Содержащиеся в моче свободные или конъюгированные с этаноламином жирные кислоты являются нуклеотидами, образующими с кальцием прочные нерастворимые комплексы. Образованию оксалата кальция (CaOx) способствует также белок, который находится в различных субклеточных субстанциях, более всего в печени и почках. Кристаллизация осуществляется в почках в конечном итоге с образованием камней. Кроме белка, связывающего CaOx, выделен белок уропонтин, который защищает почку от камнеобразования.

Прогрессирование дизметаболической нефропатии с OKK может привести к развитию ТИН, а при наслоении инфекции — к возникновению пиелонефрита. МКБ выявляется обычно у взрослого человека.

Морфология. При морфобиоптическом исследовании определяются деструкция щеточных каемок проксимальных и изменения дистальных канальцев с отрывом части из них и заполнением просвета канальцев ШИК-положительным веществом. У больных выражены лимфогистио-цитарная инфильтрация интерстиция, явления фокального склероза. У некоторых больных, кроме ТИН, выявляется мезангиопролиферативная реакция гломерул. В просвете канальцев и в интерстиции нередко обнаруживаются кристаллы CaOx. При сканирующей микроскопии видны кристаллы оксалатов (рис. 13.14).
Дизметаболическая нефропатия с оксалатно-кальциевой кристаллурией (оксалатная нефропатия)

Генетика. В исследованиях, проведенных Д. Ишкабуловым и У.Б. Балтаевым, была показана доля генетической и средовой компоненты в развитии оксалатной нефропатии (табл. 13.2).

Полученные результаты дают право высказываться в пользу мультифакториального генеза дизметаболической нефропатии с OKK с полигенным типом наследования.
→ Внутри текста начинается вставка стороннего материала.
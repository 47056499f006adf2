//! crates/insighthub_core/src/context.rs
//!
//! Turns ranked pages into a bounded, citation-tagged context blob.
//!
//! Both flows share one shape: score every candidate page, sort by score
//! (stable, so ties keep document then page order), drop non-positive
//! scores, keep the top few, tag each snippet with its source and join them.

use crate::domain::{Document, MatchedPage, QuestionHit};
use crate::matcher::{keyword_overlap_ratio, keyword_tokens, overlap_score, tokenize};
use std::sync::Arc;

/// Number of pages kept for a typed question.
pub const QUESTION_TOP_HITS: usize = 3;
/// Per-page snippet length for a typed question.
pub const QUESTION_SNIPPET_CHARS: usize = 800;
/// Hard cap on the whole question context blob.
pub const QUESTION_CONTEXT_CHARS: usize = 2400;
/// Number of pages kept for a screenshot.
pub const SCREENSHOT_TOP_K: usize = 4;
/// Per-page snippet length for a screenshot.
pub const SCREENSHOT_SNIPPET_CHARS: usize = 1400;

const ELLIPSIS: &str = "...";

/// The first `max_chars` characters of `text`.
pub fn truncate_chars(text: &str, max_chars: usize) -> &str {
    match text.char_indices().nth(max_chars) {
        Some((byte_idx, _)) => &text[..byte_idx],
        None => text,
    }
}

/// Ranked hits for a typed question and the blob handed to the model.
#[derive(Debug, Clone, Default)]
pub struct QuestionContext {
    pub hits: Vec<QuestionHit>,
    pub context_blob: String,
}

impl QuestionContext {
    pub fn is_empty(&self) -> bool {
        self.hits.is_empty()
    }
}

/// Scores every page of `documents` against `question` by raw token overlap.
pub fn select_question_context(question: &str, documents: &[Arc<Document>]) -> QuestionContext {
    let query_tokens = tokenize(question);

    let mut hits: Vec<QuestionHit> = Vec::new();
    for doc in documents {
        for page in &doc.pages {
            let score = overlap_score(&query_tokens, &tokenize(&page.text));
            if score == 0 {
                continue;
            }
            let head = truncate_chars(&page.text, QUESTION_SNIPPET_CHARS);
            let snippet = if head.len() < page.text.len() {
                format!("{head}{ELLIPSIS}")
            } else {
                head.to_string()
            };
            hits.push(QuestionHit {
                doc_id: doc.doc_id.clone(),
                filename: doc.filename.clone(),
                doc_type: doc.doc_type,
                page_index: page.index,
                score,
                snippet,
            });
        }
    }

    hits.sort_by(|a, b| b.score.cmp(&a.score));
    hits.truncate(QUESTION_TOP_HITS);

    let joined = hits
        .iter()
        .map(|h| format!("{} {}", h.citation(), h.snippet))
        .collect::<Vec<_>>()
        .join("\n\n");
    let context_blob = truncate_chars(&joined, QUESTION_CONTEXT_CHARS).to_string();

    QuestionContext { hits, context_blob }
}

/// Pages matched against a screenshot and the reference text built from them.
#[derive(Debug, Clone, Default)]
pub struct ScreenshotContext {
    pub context_text: String,
    pub matched_pages: Vec<MatchedPage>,
}

impl ScreenshotContext {
    /// The reference text, or `None` when nothing matched.
    pub fn context(&self) -> Option<&str> {
        let trimmed = self.context_text.trim();
        (!trimmed.is_empty()).then_some(trimmed)
    }
}

/// Scores every page of `documents` against OCR text by Jaccard ratio.
pub fn select_screenshot_context(
    ocr_text: &str,
    documents: &[Arc<Document>],
    top_k: usize,
    snippet_chars: usize,
) -> ScreenshotContext {
    let ocr_tokens = keyword_tokens(ocr_text);

    let mut scored: Vec<MatchedPage> = Vec::new();
    for doc in documents {
        for page in &doc.pages {
            let score = keyword_overlap_ratio(&ocr_tokens, &keyword_tokens(&page.text));
            if score <= 0.0 {
                continue;
            }
            scored.push(MatchedPage {
                doc_id: doc.doc_id.clone(),
                filename: doc.filename.clone(),
                page_index: page.index,
                score,
                snippet: truncate_chars(&page.text, snippet_chars).to_string(),
            });
        }
    }

    scored.sort_by(|a, b| b.score.total_cmp(&a.score));
    scored.truncate(top_k);

    let context_text = scored
        .iter()
        .map(|m| format!("{}\n{}", m.citation(), m.snippet))
        .collect::<Vec<_>>()
        .join("\n\n---\n\n")
        .trim()
        .to_string();

    ScreenshotContext {
        context_text,
        matched_pages: scored,
    }
}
Диагностика. При наличии в семье заболеваний почек и обменных нарушений случайно выявленный мочевой синдром с обнаружением в моче OKK — основа для предположения о наличии у пациента дизметаболической нефропатии с оксалурией. УЗИ указывает на своеобразное очаговое повышение эхогенности почечной паренхимы, что предполагает наличие кристаллов. Определение в моче повышенного количества оксалатов, фосфолипидов, фосфолипаз, этаноламина, серина при наличии аналогичных изменений в моче у ближайших родственников позволяет ставить диагноз дизметаболической нефропатии с ОКК. При проведении дифференциального диагноза нужно иметь в виду, что гипероксалурия может быть вторичной при тяжелом течении гломерулонефрита, пиелонефрита, при наличии у ребенка структурного почечного дизэмбриогенеза.

Лечение. Основу лечения дизметаболической нефропатии с OKK составляет диета, ограничивающая поступление в организм щавелевой кислоты. Для этой цели может быть использована так называемая картофельно-капустная, или антиоксалурическая, диета (табл. 13.3). Предусматривается исключение насыщенных экстрактивных мясных блюд, оксалогенных продуктов, к которым относятся щавель, шпинат, салат, чай, какао, шоколад, свекла, морковь, клюква. Рекомендуются груши, курага, чернослив.

Для лечения дизметаболической нефропатии с OKK широко используют антиоксиданты и мембрацотропные средства. В качестве антиоксидантов применяют витамины E и А. Для повышения ингибиторных свойств мочи по отношению к процессу кристаллизации используют пиридоксин (не менее 40—60 мг в сутки) и окись магния. В качестве комплексона применяют ксидифон. Последний повышает растворимость солей кальция и препятствует росту кристаллов. Перечисленный комплекс мероприятий можно назначать профилактически в семьях, где уже есть больные с оксалатной нефропатией.